(Stored entries)
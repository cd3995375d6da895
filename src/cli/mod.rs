use anyhow::Result;

pub mod args;
mod commands;
mod exit_status;
mod report;
mod run;

pub use args::{Arguments, Command};
pub use exit_status::ExitStatus;

pub fn run_cli(args: Arguments) -> Result<ExitStatus> {
    init_tracing(args.verbose());

    let Some(args) = args.with_command_or_help() else {
        return Ok(ExitStatus::Success);
    };

    run::run(args)
}

/// Initialize tracing based on CLI flags. Diagnostics go to stderr so stdout
/// stays machine-readable.
fn init_tracing(verbose: bool) {
    use tracing_subscriber::{EnvFilter, fmt};

    let filter = if verbose { "tier=debug" } else { "tier=info" };
    let env_filter = EnvFilter::try_from_default_env().unwrap_or_else(|_| EnvFilter::new(filter));

    fmt()
        .with_env_filter(env_filter)
        .with_target(false)
        .with_writer(std::io::stderr)
        .init();
}
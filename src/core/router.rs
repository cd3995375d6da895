//! The routing backend.
//!
//! A router resolves keys against its own hierarchy like any other backend,
//! but its answer parser understands `backend[...]` delegation values, and it
//! owns a registry of named delegate backends built once at construction.
//!
//! Each registry entry is instantiated with a derived effective
//! configuration (see [`Settings::effective_for`]) that the instance owns
//! for its whole lifetime. Because every backend carries its own settings,
//! delegated calls (nested ones included) need no install/restore dance
//! around shared configuration state, on any exit path.

use std::collections::HashMap;

use serde_json::Value;
use tracing::debug;

use crate::config::Settings;
use crate::core::answer::AnswerParser;
use crate::core::backend::{self, DataBackend};
use crate::core::cache::FileCache;
use crate::core::error::{LookupError, Result};
use crate::core::resolve::resolve_key;
use crate::core::sources::{Hierarchy, SourceStatus};
use crate::core::types::{LookupOptions, ResolutionType, Scope};

/// A registered delegate: the live instance plus the effective settings it
/// was constructed with.
#[derive(Debug)]
pub struct BackendEntry {
    pub instance: Box<dyn DataBackend>,
    pub settings: Settings,
}

#[derive(Debug)]
pub struct Router {
    hierarchy: Hierarchy,
    backends: HashMap<String, BackendEntry>,
    cache: FileCache,
}

impl Router {
    /// Build a router and its backend registry from a settings document.
    ///
    /// Any failure to resolve or construct a configured backend aborts
    /// construction; there is no partial registry.
    pub fn new(settings: Settings) -> Result<Self> {
        let mut settings = settings;
        if let Some(paths) = settings.router_paths() {
            // The override replaces the hierarchy before effective settings
            // are derived, so delegate backends inherit it too.
            settings.insert("hierarchy", paths);
        }

        let mut backends = HashMap::new();
        if let Some(backend_list) = settings.router_backends() {
            debug!(
                backends = ?backend_list.keys().collect::<Vec<_>>(),
                "initializing backends"
            );
            for (name, overrides) in backend_list {
                let overrides = match overrides {
                    Value::Object(map) => map.clone(),
                    Value::Null => serde_json::Map::new(),
                    _ => {
                        return Err(LookupError::invalid_settings(format!(
                            "backend '{name}' overrides must be an object"
                        )));
                    }
                };

                let class_name = overrides
                    .get("backend_class")
                    .and_then(Value::as_str)
                    .unwrap_or(name.as_str())
                    .to_string();
                let override_key = overrides
                    .get("backend_key")
                    .and_then(Value::as_str)
                    .unwrap_or(&class_name)
                    .to_string();

                let override_block = settings.override_block(&override_key);
                let effective = settings.effective_for(&class_name, &override_block);

                debug!(backend = %name, class = %class_name, "initializing backend");
                let instance = backend::construct(&class_name, effective.clone())?;
                backends.insert(
                    name.clone(),
                    BackendEntry {
                        instance,
                        settings: effective,
                    },
                );
            }
        }

        Ok(Self {
            hierarchy: Hierarchy::from_settings(&settings, "router"),
            backends,
            cache: FileCache::new(),
        })
    }

    /// The registered delegate for `name`, if any.
    pub fn backend(&self, name: &str) -> Option<&BackendEntry> {
        self.backends.get(name)
    }

    /// Enumerate this router's data sources for a scope, for diagnostics.
    pub fn sources(&self, scope: &Scope) -> Vec<SourceStatus> {
        self.hierarchy.statuses(scope)
    }
}

impl DataBackend for Router {
    fn lookup(
        &self,
        key: &str,
        scope: &Scope,
        order_override: Option<&str>,
        resolution: &ResolutionType,
    ) -> Result<Option<Value>> {
        let options = LookupOptions::new(key, resolution.clone(), order_override);
        let parser = AnswerParser {
            router: self,
            scope,
            options: &options,
        };
        resolve_key(
            &self.hierarchy,
            &self.cache,
            key,
            scope,
            order_override,
            resolution,
            |value| parser.parse(value, &[]),
        )
    }
}
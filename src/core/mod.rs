//! Core lookup engine.
//!
//! The engine resolves a dotted/quoted key path against an ordered hierarchy
//! of JSON documents, merging values across hierarchy levels according to a
//! resolution strategy and routing sub-values to delegate backends:
//!
//! - `keypath`: raw key string -> path segments
//! - `interpolate`: plain `%{var}` substitution
//! - `sources`: hierarchy level enumeration and document paths
//! - `cache`: read-through document cache
//! - `merge`: hash-strategy deep merge
//! - `answer`: recursive answer parsing and `backend[...]` delegation
//! - `backend`: the lookup capability and the implementation-class factory
//! - `json`: the leaf JSON backend
//! - `router`: the routing backend and its registry

mod answer;
pub mod backend;
pub mod cache;
pub mod error;
pub mod interpolate;
pub mod json;
pub mod keypath;
pub mod merge;
mod resolve;
pub mod router;
pub mod sources;
pub mod types;

pub use backend::DataBackend;
pub use error::{LookupError, Result};
pub use json::JsonBackend;
pub use keypath::split_key;
pub use router::{BackendEntry, Router};
pub use sources::{Hierarchy, SourceStatus};
pub use types::{LookupOptions, ResolutionType, Scope, Strategy};
//! The multi-source resolution loop.
//!
//! Walks the data sources for a scope in priority order, parses each source's
//! value for the head key, combines the results according to the requested
//! strategy, and finally descends any remaining path segments into the merged
//! answer. Shared by the router and the leaf backends, which differ only in
//! how a matched value is parsed.

use serde_json::Value;
use tracing::debug;

use crate::core::cache::FileCache;
use crate::core::error::{LookupError, Result};
use crate::core::keypath::split_key;
use crate::core::merge::merge_answer;
use crate::core::sources::{DOCUMENT_EXTENSION, Hierarchy};
use crate::core::types::{ResolutionType, Scope, Strategy, type_name};

/// Resolve `key` across the hierarchy's data sources.
///
/// `parse` turns a source's raw value into an answer fragment; a null parse
/// skips the source. Returns `Ok(None)` when no source produced an answer.
pub(crate) fn resolve_key<F>(
    hierarchy: &Hierarchy,
    cache: &FileCache,
    key: &str,
    scope: &Scope,
    order_override: Option<&str>,
    resolution: &ResolutionType,
    mut parse: F,
) -> Result<Option<Value>>
where
    F: FnMut(&Value) -> Result<Value>,
{
    let mut key_path = split_key(key)?;
    let head = key_path.remove(0);
    let strategy = resolution.strategy();
    debug!(key = %head, tail = ?key_path, ?strategy, "resolving key across data sources");

    let mut answer: Option<Value> = None;

    for source in hierarchy.datasources(scope, order_override) {
        let Some(file) = hierarchy.datafile(scope, &source, DOCUMENT_EXTENSION) else {
            continue;
        };

        let data = cache.read(&file);
        if data.is_empty() {
            continue;
        }
        let Some(value) = data.get(&head) else {
            continue;
        };
        debug!(key = %head, %source, "found key in data source");

        let new_answer = parse(value)?;
        if new_answer.is_null() {
            continue;
        }

        match strategy {
            Strategy::Array => {
                if !(new_answer.is_array() || new_answer.is_string()) {
                    return Err(LookupError::TypeMismatch {
                        expected: "array",
                        found: type_name(&new_answer),
                    });
                }
                let mut items = match answer.take() {
                    Some(Value::Array(items)) => items,
                    _ => Vec::new(),
                };
                items.push(new_answer);
                answer = Some(Value::Array(items));
            }
            Strategy::Hash => {
                let Value::Object(new_map) = new_answer else {
                    return Err(LookupError::TypeMismatch {
                        expected: "object",
                        found: type_name(&new_answer),
                    });
                };
                let existing = match answer.take() {
                    Some(Value::Object(map)) => map,
                    _ => serde_json::Map::new(),
                };
                answer = Some(Value::Object(merge_answer(new_map, existing, resolution)));
            }
            Strategy::First => {
                answer = Some(new_answer);
                break;
            }
        }
    }

    // Narrow the merged answer along the remaining path segments. Descent
    // stops silently once the answer goes null; a missing segment in a
    // non-null answer is an error.
    for segment in key_path {
        let Some(current) = answer.take() else {
            break;
        };
        match current {
            Value::Object(mut map) => match map.remove(&segment) {
                Some(value) if !value.is_null() => answer = Some(value),
                Some(_) => answer = None,
                None => return Err(LookupError::SubkeyNotFound { segment }),
            },
            _ => return Err(LookupError::SubkeyNotFound { segment }),
        }
    }

    Ok(answer)
}
use std::{
    fs,
    path::{Path, PathBuf},
    process::Command,
};

use anyhow::{Context, Ok, Result};
use insta_cmd::get_cargo_bin;
use tempfile::TempDir;

mod init;
mod lookup;
mod sources;

const BIN_NAME: &str = "tier";

pub struct CliTest {
    _temp_dir: TempDir,
    project_dir: PathBuf,
}

impl CliTest {
    pub fn new() -> Result<Self> {
        let temp_dir = TempDir::new()?;
        let project_dir = temp_dir.path().canonicalize()?;
        Ok(Self {
            _temp_dir: temp_dir,
            project_dir,
        })
    }

    pub fn write_file(&self, path: &str, content: &str) -> Result<()> {
        let file_path = self.project_dir.join(path);

        if let Some(parent) = file_path.parent() {
            fs::create_dir_all(parent)
                .with_context(|| format!("Failed to create directory: {}", parent.display()))?;
        }

        fs::write(&file_path, content)
            .with_context(|| format!("Failed to write file: {}", file_path.display()))?;

        Ok(())
    }

    pub fn root(&self) -> &Path {
        &self.project_dir
    }

    pub fn command(&self) -> Command {
        let mut cmd = Command::new(get_cargo_bin(BIN_NAME));
        cmd.current_dir(&self.project_dir);
        cmd.env_clear();
        cmd.env("NO_COLOR", "1"); // Disable colors for consistent test output
        cmd
    }

    pub fn lookup_command(&self, key: &str) -> Command {
        let mut cmd = self.command();
        cmd.arg("lookup").arg(key);
        cmd
    }

    pub fn sources_command(&self) -> Command {
        let mut cmd = self.command();
        cmd.arg("sources");
        cmd
    }

    pub fn read_file(&self, path: &str) -> Result<String> {
        let file_path = self.project_dir.join(path);
        fs::read_to_string(&file_path)
            .with_context(|| format!("Failed to read file: {}", file_path.display()))
    }
}

pub fn stdout_of(output: &std::process::Output) -> String {
    String::from_utf8_lossy(&output.stdout).to_string()
}

pub fn stderr_of(output: &std::process::Output) -> String {
    String::from_utf8_lossy(&output.stderr).to_string()
}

◆ Activity
Look above for the line containing "read-through document cache". Output from there through the line containing "parses each source's", exactly and inclusively.

◆ Response below
//! - `cache`: read-through document cache
//! - `merge`: hash-strategy deep merge
//! - `answer`: recursive answer parsing and `backend[...]` delegation
//! - `backend`: the lookup capability and the implementation-class factory
//! - `json`: the leaf JSON backend
//! - `router`: the routing backend and its registry

mod answer;
pub mod backend;
pub mod cache;
pub mod error;
pub mod interpolate;
pub mod json;
pub mod keypath;
pub mod merge;
mod resolve;
pub mod router;
pub mod sources;
pub mod types;

pub use backend::DataBackend;
pub use error::{LookupError, Result};
pub use json::JsonBackend;
pub use keypath::split_key;
pub use router::{BackendEntry, Router};
pub use sources::{Hierarchy, SourceStatus};
pub use types::{LookupOptions, ResolutionType, Scope, Strategy};
//! The multi-source resolution loop.
//!
//! Walks the data sources for a scope in priority order, parses each source's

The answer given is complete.